The Chief Rabbi, Sir Jonathan Sacks, will be guest of honour at one of a series of events to celebrate the 150th anniversary of the Singers Hill Synagogue in Birmingham.
A year of commemoration gets under way this month with a visit from the Lord Mayor of Birmingham, John Hood, to the Grade ll* listed building in Blucher Street, near the Mailbox.
Built in an Italianate style for £9,400 in 1856 by Henry Yeoville Thomason, Singers Hill is the oldest working purpose-built Victorian synagogue in Britain.
Sir Bernard Zissman, a former Lord Mayor of Birmingham and president of the synagogue, is organising a year of celebrations.
Sir Bernard said: "To reach such a milestone in history is something for every member of the community and indeed the city as a whole to be proud of.
"A synagogue is more than a place of worship it is a meeting place, and throughout Jewish history has echoed with the great musical voices of international Cantors as they led the services.
"Concerts planned will bring Singers Hill alive with the sound of music throughout the year and we have organised many prestigious events to allow the city as a whole to unite in celebration. These include exhibitions at the Halcyon Gallery and the Birmingham Museum."
The Birmingham Jewish Community is one of the oldest in Britain outside of London.
From as early as 1730, the special manufacturing industries that were springing up all over the west Midlands attracted its first Jewish settlers to the region.

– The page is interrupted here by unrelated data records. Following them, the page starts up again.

mod common;

use bptdb::disk::{DiskManager, INITIAL_PAGE_COUNT};
use bptdb::page::Page;

#[test]
fn preformat_new_table_file() {
    let dir = common::setup();
    let disk = DiskManager::new();

    let table = disk.open_table_file(common::table_path(&dir)).unwrap();
    assert_eq!(table, 0);
    assert!(disk.is_open(table));
    assert_eq!(disk.table_count(), 1);

    // Fresh file: a header page plus a chain of free pages.
    assert_eq!(disk.page_count(table), INITIAL_PAGE_COUNT);
    assert_eq!(disk.first_free_pagenum(table), 1);
    assert_eq!(disk.next_free_pagenum(table, 1), 2);
    assert_eq!(disk.next_free_pagenum(table, INITIAL_PAGE_COUNT - 1), 0);
}

#[test]
fn reopen_returns_existing_id() {
    let dir = common::setup();
    let disk = DiskManager::new();

    let first = disk.open_table_file(common::table_path(&dir)).unwrap();
    let second = disk.open_table_file(common::table_path(&dir)).unwrap();
    assert_eq!(first, second);
    assert_eq!(disk.table_count(), 1);

    let other = disk.open_table_file(dir.path().join("table1.db")).unwrap();
    assert_eq!(other, 1);
}

#[test]
fn alloc_pops_and_free_pushes() {
    let dir = common::setup();
    let disk = DiskManager::new();
    let table = disk.open_table_file(common::table_path(&dir)).unwrap();

    let a = disk.alloc_page(table);
    assert_eq!(a, 1);
    assert_eq!(disk.first_free_pagenum(table), 2);
    let b = disk.alloc_page(table);
    assert_eq!(b, 2);

    // Freed pages go to the head of the list, so allocation is LIFO.
    disk.free_page(table, a);
    assert_eq!(disk.first_free_pagenum(table), a);
    assert_eq!(disk.next_free_pagenum(table, a), 3);
    assert_eq!(disk.alloc_page(table), a);
}

#[test]
fn allocated_page_starts_zeroed() {
    let dir = common::setup();
    let disk = DiskManager::new();
    let table = disk.open_table_file(common::table_path(&dir)).unwrap();

    // Dirty a free page on disk, then allocate it back.
    let pagenum = disk.alloc_page(table);
    let mut page = Page::new();
    page.as_bytes_mut().fill(0xab);
    disk.write_page(table, pagenum, &page);
    disk.free_page(table, pagenum);

    assert_eq!(disk.alloc_page(table), pagenum);
    disk.read_page(table, pagenum, &mut page);
    assert!(page.as_bytes().iter().all(|b| *b == 0));
}

#[test]
fn exhausted_file_doubles() {
    let dir = common::setup();
    let disk = DiskManager::new();
    let table = disk.open_table_file(common::table_path(&dir)).unwrap();

    for _ in 0..INITIAL_PAGE_COUNT - 1 {
        disk.alloc_page(table);
    }
    assert_eq!(disk.first_free_pagenum(table), 0);

    let grown = disk.alloc_page(table);
    assert_eq!(grown, INITIAL_PAGE_COUNT);
    assert_eq!(disk.page_count(table), INITIAL_PAGE_COUNT * 2);
    assert_eq!(disk.first_free_pagenum(table), INITIAL_PAGE_COUNT + 1);
}

#[test]
fn page_round_trip() {
    let dir = common::setup();
    let disk = DiskManager::new();
    let table = disk.open_table_file(common::table_path(&dir)).unwrap();
    let pagenum = disk.alloc_page(table);

    let mut page = Page::new();
    page.init_leaf(0);
    page.set_lsn(42);
    disk.write_page(table, pagenum, &page);

    let mut read = Page::new();
    disk.read_page(table, pagenum, &mut read);
    assert_eq!(&read.as_bytes()[..], &page.as_bytes()[..]);
}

Rabbi Dr Tann, chief minister of Birmingham Hebrew Congregation, said: "We must not simply look back at the history throughout this very special anniversary year, but likewise look to the future.

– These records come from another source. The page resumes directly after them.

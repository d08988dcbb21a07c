use log::debug;

use super::BTree;
use crate::buffer::PageGuard;
use crate::error::{DbError, DbResult};
use crate::page::{NodeKind, INITIAL_FREE_SPACE, ORDER, THRESHOLD};
use crate::types::{Key, PageNum, TableId};

/// Internal nodes with fewer keys than this are underfull.
const MIN_INTERNAL_KEYS: usize = (ORDER + 1) / 2 - 1;

impl BTree {
    pub fn delete(&self, table_id: TableId, key: Key) -> DbResult<()> {
        let leaf = self.find_leaf(table_id, key);
        if leaf == 0 {
            return Err(DbError::KeyNotFound(key));
        }
        {
            let guard = self.pool().request_page(table_id, leaf);
            if guard.page().leaf_find(key).is_none() {
                return Err(DbError::KeyNotFound(key));
            }
        }
        self.delete_entry(table_id, leaf, key);
        Ok(())
    }

    /// Remove an entry and rebalance upward. Each merge removes the
    /// separator from the parent, so the loop climbs one level per
    /// iteration until a node stays full enough or the root is reached.
    fn delete_entry(&self, table_id: TableId, mut pagenum: PageNum, mut key: Key) {
        loop {
            let mut guard = self.pool().request_page(table_id, pagenum);
            let kind = guard.page().node_kind();

            match kind {
                NodeKind::Leaf { .. } => {
                    let idx = match guard.page().leaf_find(key) {
                        Some(idx) => idx,
                        None => return,
                    };
                    guard.page_mut().leaf_remove(idx);
                }
                NodeKind::Internal { .. } => {
                    let idx = match guard.page().branch_index_by_key(key) {
                        Some(idx) => idx,
                        None => return,
                    };
                    guard.page_mut().branch_remove(idx);
                }
            }

            let root = self.root_pagenum(table_id);
            if pagenum == root {
                drop(guard);
                self.adjust_root(table_id, root);
                return;
            }

            // Leaves go by free bytes, internal nodes by key count.
            let underfull = match kind {
                NodeKind::Leaf { .. } => guard.page().free_space() >= THRESHOLD,
                NodeKind::Internal { .. } => guard.page().number_of_keys() < MIN_INTERNAL_KEYS,
            };
            if !underfull {
                return;
            }

            let parent_pn = guard.page().parent_pagenum();
            drop(guard);

            let is_leaf = matches!(kind, NodeKind::Leaf { .. });
            match self.rebalance(table_id, pagenum, parent_pn, is_leaf) {
                Some(separator) => {
                    // Merged: the separator must leave the parent next.
                    pagenum = parent_pn;
                    key = separator;
                }
                None => return,
            }
        }
    }

    /// Merge with or borrow from a sibling. Returns the separator key
    /// removed by a merge, or None after redistribution.
    fn rebalance(
        &self,
        table_id: TableId,
        pagenum: PageNum,
        parent_pn: PageNum,
        is_leaf: bool,
    ) -> Option<Key> {
        let parent = self.pool().request_page(table_id, parent_pn);

        // The leftmost child pairs with the page to its right; every
        // other page pairs with its left neighbor.
        let leftmost = parent.page().first_child() == pagenum;
        let (neighbor_pn, k_prime_index) = if leftmost {
            (parent.page().branch(0).pagenum, 0)
        } else {
            let idx = match parent.page().branch_index_by_child(pagenum) {
                Some(idx) => idx,
                None => return None,
            };
            let neighbor = if idx == 0 {
                parent.page().first_child()
            } else {
                parent.page().branch(idx - 1).pagenum
            };
            (neighbor, idx)
        };
        let k_prime = parent.page().branch(k_prime_index).key;
        drop(parent);

        let (left_pn, right_pn) = if leftmost {
            (pagenum, neighbor_pn)
        } else {
            (neighbor_pn, pagenum)
        };
        let mut left = self.pool().request_page(table_id, left_pn);
        let mut right = self.pool().request_page(table_id, right_pn);

        let fits = if is_leaf {
            left.page().used_space() + right.page().used_space() <= INITIAL_FREE_SPACE
        } else {
            left.page().number_of_keys() + right.page().number_of_keys() < ORDER - 1
        };

        if fits {
            if is_leaf {
                Self::coalesce_leaves(&mut left, &mut right);
            } else {
                self.coalesce_internals(table_id, &mut left, &mut right, k_prime);
            }
            drop(left);
            drop(right);
            self.pool().free_page(table_id, right_pn);
            debug!(
                "table {} merged {} into {} around key {}",
                table_id, right_pn, left_pn, k_prime
            );
            Some(k_prime)
        } else {
            if is_leaf {
                self.redistribute_leaves(table_id, parent_pn, k_prime_index, &mut left, &mut right, leftmost);
            } else {
                self.redistribute_internals(
                    table_id,
                    parent_pn,
                    k_prime_index,
                    &mut left,
                    &mut right,
                    leftmost,
                    k_prime,
                );
            }
            None
        }
    }

    fn coalesce_leaves(left: &mut PageGuard, right: &mut PageGuard) {
        let n = right.page().number_of_keys();
        for i in 0..n {
            let slot = right.page().slot(i);
            let value = right.page().value(i).to_vec();
            left.page_mut().leaf_insert(slot.key, &value, slot.trx_id);
        }
        let sibling = right.page().right_sibling();
        left.page_mut().set_right_sibling(sibling);
    }

    fn coalesce_internals(
        &self,
        table_id: TableId,
        left: &mut PageGuard,
        right: &mut PageGuard,
        k_prime: Key,
    ) {
        let mut moved = vec![right.page().first_child()];
        left.page_mut().branch_insert(k_prime, moved[0]);
        let n = right.page().number_of_keys();
        for i in 0..n {
            let b = right.page().branch(i);
            left.page_mut().branch_insert(b.key, b.pagenum);
            moved.push(b.pagenum);
        }

        let left_pn = left.pagenum();
        for child in moved {
            self.set_parent(table_id, child, left_pn);
        }
    }

    fn redistribute_leaves(
        &self,
        table_id: TableId,
        parent_pn: PageNum,
        k_prime_index: usize,
        left: &mut PageGuard,
        right: &mut PageGuard,
        leftmost: bool,
    ) {
        if leftmost {
            // The underfull page is on the left; pull from the right
            // sibling's front.
            while left.page().free_space() >= THRESHOLD && right.page().number_of_keys() > 0 {
                let slot = right.page().slot(0);
                let value = right.page().value(0).to_vec();
                right.page_mut().leaf_remove(0);
                left.page_mut().leaf_insert(slot.key, &value, slot.trx_id);
            }
        } else {
            // The underfull page is on the right; pull from the left
            // sibling's back.
            while right.page().free_space() >= THRESHOLD && left.page().number_of_keys() > 0 {
                let last = left.page().number_of_keys() - 1;
                let slot = left.page().slot(last);
                let value = left.page().value(last).to_vec();
                left.page_mut().leaf_remove(last);
                right.page_mut().leaf_insert(slot.key, &value, slot.trx_id);
            }
        }

        let separator = right.page().slot(0).key;
        let mut parent = self.pool().request_page(table_id, parent_pn);
        let mut branch = parent.page().branch(k_prime_index);
        branch.key = separator;
        parent.page_mut().set_branch(k_prime_index, &branch);
    }

    /// Internal redistribution moves exactly one branch through the
    /// parent separator.
    fn redistribute_internals(
        &self,
        table_id: TableId,
        parent_pn: PageNum,
        k_prime_index: usize,
        left: &mut PageGuard,
        right: &mut PageGuard,
        leftmost: bool,
        k_prime: Key,
    ) {
        let separator;
        if leftmost {
            // Underfull page on the left; adopt the right's first child.
            let moved = right.page().first_child();
            left.page_mut().branch_insert(k_prime, moved);
            let b0 = right.page().branch(0);
            right.page_mut().set_first_child(b0.pagenum);
            right.page_mut().branch_remove(0);
            separator = b0.key;
            let left_pn = left.pagenum();
            self.set_parent(table_id, moved, left_pn);
        } else {
            // Underfull page on the right; adopt the left's last child.
            let last = left.page().number_of_keys() - 1;
            let branch = left.page().branch(last);
            left.page_mut().branch_remove(last);
            let old_first = right.page().first_child();
            right.page_mut().set_first_child(branch.pagenum);
            right.page_mut().branch_insert(k_prime, old_first);
            separator = branch.key;
            let right_pn = right.pagenum();
            self.set_parent(table_id, branch.pagenum, right_pn);
        }

        let mut parent = self.pool().request_page(table_id, parent_pn);
        let mut branch = parent.page().branch(k_prime_index);
        branch.key = separator;
        parent.page_mut().set_branch(k_prime_index, &branch);
    }

    fn adjust_root(&self, table_id: TableId, root_pn: PageNum) {
        let guard = self.pool().request_page(table_id, root_pn);
        if guard.page().number_of_keys() > 0 {
            return;
        }

        if guard.page().is_leaf() {
            drop(guard);
            self.set_root_pagenum(table_id, 0);
            self.pool().free_page(table_id, root_pn);
            debug!("table {} is empty again", table_id);
        } else {
            let child = guard.page().first_child();
            drop(guard);
            self.set_root_pagenum(table_id, child);
            self.set_parent(table_id, child, 0);
            self.pool().free_page(table_id, root_pn);
            debug!("table {} root collapsed into {}", table_id, child);
        }
    }
}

"Singers Hill is not just a beautiful building. For 150 years it has stood unchanged as a central hub of Jewish learning and prayer and even though numbers of attendees may have decreased, it is quality not quantity that counts.
"Modern-day Birmingham's cultural diversity is reflected in the wide variety of religious beliefs of the citizens of this great city. We must embrace this opportunity to learn and understand each others faiths and backgrounds."